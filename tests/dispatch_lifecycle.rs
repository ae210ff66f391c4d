//! Job lifecycle across the queue fabric, worker pool and dead-letter path.

mod fixtures;

use agent_dispatch::{
    AgentSettings, DispatchOptions, Execution, HandlerRegistry, JobContext, JobError, JobState,
    ShutdownCoordinator, Store,
};
use anyhow::Result;
use chrono::Utc;
use fixtures::{eventually, fast_config, harness};
use serde::Deserialize;
use serde_json::{json, Value};
use std::sync::atomic::{AtomicUsize, Ordering};
use std::sync::Arc;
use std::time::Duration;

#[tokio::test]
async fn unknown_job_type_exhausts_retries_and_is_dead_lettered_once() -> Result<()> {
    let registry = HandlerRegistry::builder()
        .agent("seo_demand_capture", AgentSettings::default())
        .build()?;
    let h = harness(fast_config(), registry).await;

    let handle = h
        .runtime
        .fabric
        .dispatch(
            "seo_demand_capture",
            "nonexistent_type",
            json!({"keyword": "rust"}),
            DispatchOptions::default(),
        )
        .await?;

    for attempt in 1..=3u32 {
        let execution = h
            .runtime
            .workers
            .process_next("seo_demand_capture")
            .await?
            .expect("job should be claimable");
        match execution {
            Execution::Failed { error, retrying } => {
                assert!(error.contains("nonexistent_type"), "attempt {attempt}: {error}");
                assert_eq!(retrying, attempt < 3, "attempt {attempt}");
            }
            other => panic!("attempt {attempt} unexpectedly {other:?}"),
        }
    }
    assert!(h.runtime.workers.process_next("seo_demand_capture").await?.is_none());

    let job = handle.job().await?.expect("job kept");
    assert_eq!(job.state, JobState::Failed);
    assert_eq!(job.attempts_made, 3);

    // Written as part of the final failure, not after it
    let dead = h.store.dead_letters().await?;
    assert_eq!(dead.len(), 1);
    assert_eq!(dead[0].job_id, handle.id);
    assert_eq!(dead[0].attempts_made, 3);

    // Every attempt left a failure record; the third failure in a row alerted
    let runs = h.store.runs_for(&handle.id).await?;
    assert_eq!(runs.len(), 3);
    assert_eq!(h.alerter.failure_alerts().len(), 1);
    Ok(())
}

#[tokio::test]
async fn job_failing_during_shutdown_drain_is_dead_lettered() -> Result<()> {
    let registry = HandlerRegistry::builder()
        .agent("inbound_conversion", AgentSettings::default())
        .handler_fn("inbound_conversion", "slow_sync", |_ctx: JobContext| async move {
            tokio::time::sleep(Duration::from_millis(300)).await;
            Err::<Value, _>(JobError::Handler("crm rejected the record".into()))
        })
        .build()?;
    let h = harness(fast_config(), registry).await;

    let shutdown = ShutdownCoordinator::new();
    let handles = h.runtime.start(shutdown.subscribe()).await;
    let handle = h
        .runtime
        .fabric
        .dispatch(
            "inbound_conversion",
            "slow_sync",
            json!({}),
            DispatchOptions::default().attempts(1),
        )
        .await?;

    let running = eventually(Duration::from_secs(2), || {
        let handle = handle.clone();
        async move { matches!(handle.state().await, Ok(Some(JobState::Active))) }
    })
    .await;
    assert!(running, "job should be picked up");

    // Shutdown starts while the final attempt is still in flight
    shutdown.drain(handles, Duration::from_secs(2)).await;

    assert_eq!(handle.state().await?, Some(JobState::Failed));
    let dead = h.store.dead_letters().await?;
    assert_eq!(dead.len(), 1);
    assert_eq!(dead[0].job_id, handle.id);
    assert_eq!(dead[0].error, "handler failed: crm rejected the record");
    Ok(())
}

#[tokio::test]
async fn failure_bursts_beyond_the_event_buffer_keep_every_dead_letter() -> Result<()> {
    let registry = HandlerRegistry::builder()
        .agent("seo_demand_capture", AgentSettings::default())
        .build()?;
    let h = harness(fast_config(), registry).await;
    // Subscribed but never read, so the event channel lags
    let _stalled = h.runtime.fabric.subscribe();

    for page in 0..1100 {
        h.runtime
            .fabric
            .dispatch(
                "seo_demand_capture",
                "nonexistent_type",
                json!({ "page": page }),
                DispatchOptions::default().attempts(1),
            )
            .await?;
        h.runtime.workers.process_next("seo_demand_capture").await?;
    }

    let dead = h.store.dead_letters().await?;
    assert_eq!(dead.len(), 1100);
    Ok(())
}

#[tokio::test]
async fn start_fills_in_dead_letters_a_previous_process_missed() -> Result<()> {
    let registry = HandlerRegistry::builder()
        .agent("inbound_conversion", AgentSettings::default())
        .build()?;
    let h = harness(fast_config(), registry).await;

    let handle = h
        .runtime
        .fabric
        .dispatch(
            "inbound_conversion",
            "ping",
            json!({}),
            DispatchOptions::default().attempts(1),
        )
        .await?;
    // A previous process failed it for good and died before the dead letter
    let claimed = h
        .store
        .claim_next("inbound_conversion", Utc::now())
        .await?
        .expect("claimable");
    h.store
        .fail_job(&claimed.id, "upstream 502", None, Utc::now())
        .await?;
    assert!(h.store.dead_letters().await?.is_empty());

    let shutdown = ShutdownCoordinator::new();
    let handles = h.runtime.start(shutdown.subscribe()).await;
    shutdown.drain(handles, Duration::from_secs(2)).await;

    let dead = h.store.dead_letters().await?;
    assert_eq!(dead.len(), 1);
    assert_eq!(dead[0].job_id, handle.id);
    assert_eq!(dead[0].error, "upstream 502");
    Ok(())
}

#[derive(Deserialize)]
struct SyncRequest {
    fail: bool,
}

async fn flaky(ctx: JobContext) -> Result<Value, JobError> {
    let request: SyncRequest = ctx.payload_as()?;
    if request.fail {
        Err(JobError::Transient("upstream timeout".into()))
    } else {
        Ok(json!({"ok": true}))
    }
}

#[tokio::test]
async fn success_resets_the_failure_streak() -> Result<()> {
    let registry = HandlerRegistry::builder()
        .agent("inbound_conversion", AgentSettings::default())
        .handler_fn("inbound_conversion", "sync_crm", flaky)
        .build()?;
    let h = harness(fast_config(), registry).await;
    let fabric = h.runtime.fabric.clone();

    for fail in [true, true, false, true, true] {
        fabric
            .dispatch(
                "inbound_conversion",
                "sync_crm",
                json!({ "fail": fail }),
                DispatchOptions::default().attempts(1),
            )
            .await?;
        h.runtime.workers.process_next("inbound_conversion").await?;
    }
    assert!(h.alerter.failure_alerts().is_empty());
    assert_eq!(
        h.runtime.guardrail.failures().streak("inbound_conversion").count,
        2
    );

    fabric
        .dispatch(
            "inbound_conversion",
            "sync_crm",
            json!({ "fail": true }),
            DispatchOptions::default().attempts(1),
        )
        .await?;
    h.runtime.workers.process_next("inbound_conversion").await?;
    let alerts = h.alerter.failure_alerts();
    assert_eq!(alerts.len(), 1);
    assert_eq!(alerts[0].consecutive_failures, 3);
    assert_eq!(alerts[0].error, "transient failure: upstream timeout");
    Ok(())
}

#[tokio::test]
async fn running_pool_completes_jobs_and_broadcasts() -> Result<()> {
    let registry = HandlerRegistry::builder()
        .agent("inbound_conversion", AgentSettings::default())
        .build()?;
    let h = harness(fast_config(), registry).await;
    let (_guard, mut frames) = h.runtime.broadcaster.subscribe(16);

    let shutdown = ShutdownCoordinator::new();
    let handles = h.runtime.start(shutdown.subscribe()).await;

    let handle = h
        .runtime
        .fabric
        .dispatch(
            "inbound_conversion",
            agent_dispatch::PING_JOB_TYPE,
            json!({"hello": "world"}),
            DispatchOptions::default(),
        )
        .await?;

    let frame = tokio::time::timeout(Duration::from_secs(2), frames.recv())
        .await?
        .expect("frame");
    assert_eq!(frame.event, "job.completed");
    assert_eq!(frame.data["id"], json!(handle.id));
    assert_eq!(handle.state().await?, Some(JobState::Completed));

    shutdown.drain(handles, Duration::from_secs(2)).await;
    Ok(())
}

#[tokio::test]
async fn concurrency_ceiling_bounds_in_flight_jobs() -> Result<()> {
    let in_flight = Arc::new(AtomicUsize::new(0));
    let peak = Arc::new(AtomicUsize::new(0));
    let done = Arc::new(AtomicUsize::new(0));

    let (in_flight_h, peak_h, done_h) = (in_flight.clone(), peak.clone(), done.clone());
    let registry = HandlerRegistry::builder()
        .agent(
            "seo_demand_capture",
            AgentSettings {
                rate_limit_max: 100,
                ..AgentSettings::default().with_concurrency(2)
            },
        )
        .handler_fn("seo_demand_capture", "crawl", move |_ctx: JobContext| {
            let (in_flight, peak, done) = (in_flight_h.clone(), peak_h.clone(), done_h.clone());
            async move {
                let now = in_flight.fetch_add(1, Ordering::SeqCst) + 1;
                peak.fetch_max(now, Ordering::SeqCst);
                tokio::time::sleep(Duration::from_millis(30)).await;
                in_flight.fetch_sub(1, Ordering::SeqCst);
                done.fetch_add(1, Ordering::SeqCst);
                Ok::<_, JobError>(Value::Null)
            }
        })
        .build()?;
    let h = harness(fast_config(), registry).await;

    for page in 0..6 {
        h.runtime
            .fabric
            .dispatch("seo_demand_capture", "crawl", json!({ "page": page }), DispatchOptions::default())
            .await?;
    }

    let shutdown = ShutdownCoordinator::new();
    let handles = h.runtime.start(shutdown.subscribe()).await;
    let finished = eventually(Duration::from_secs(5), || {
        let done = done.clone();
        async move { done.load(Ordering::SeqCst) == 6 }
    })
    .await;
    shutdown.drain(handles, Duration::from_secs(2)).await;

    assert!(finished, "all jobs should run");
    let peak = peak.load(Ordering::SeqCst);
    assert!((1..=2).contains(&peak), "peak in-flight was {peak}");
    Ok(())
}

#[tokio::test]
async fn stalled_job_is_recovered_on_start() -> Result<()> {
    let registry = HandlerRegistry::builder()
        .agent("inbound_conversion", AgentSettings::default())
        .build()?;
    let h = harness(fast_config(), registry).await;

    let handle = h
        .runtime
        .fabric
        .dispatch("inbound_conversion", "ping", json!({}), DispatchOptions::default())
        .await?;
    // A previous process claimed it and died
    let claimed = h.store.claim_next("inbound_conversion", Utc::now()).await?;
    assert!(claimed.is_some());

    let shutdown = ShutdownCoordinator::new();
    let handles = h.runtime.start(shutdown.subscribe()).await;
    let completed = eventually(Duration::from_secs(2), || {
        let handle = handle.clone();
        async move { matches!(handle.state().await, Ok(Some(JobState::Completed))) }
    })
    .await;
    shutdown.drain(handles, Duration::from_secs(2)).await;

    assert!(completed);
    let job = handle.job().await?.expect("job kept");
    assert_eq!(job.attempts_made, 2);
    Ok(())
}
========================================================================
■ **Exercise**
Go through the listing, find each line with the word "page", and copy it.

■ **Problem solution**
    for page in 0..1100 {
                json!({ "page": page }),
    for page in 0..6 {
            .dispatch("seo_demand_capture", "crawl", json!({ "page": page }), DispatchOptions::default())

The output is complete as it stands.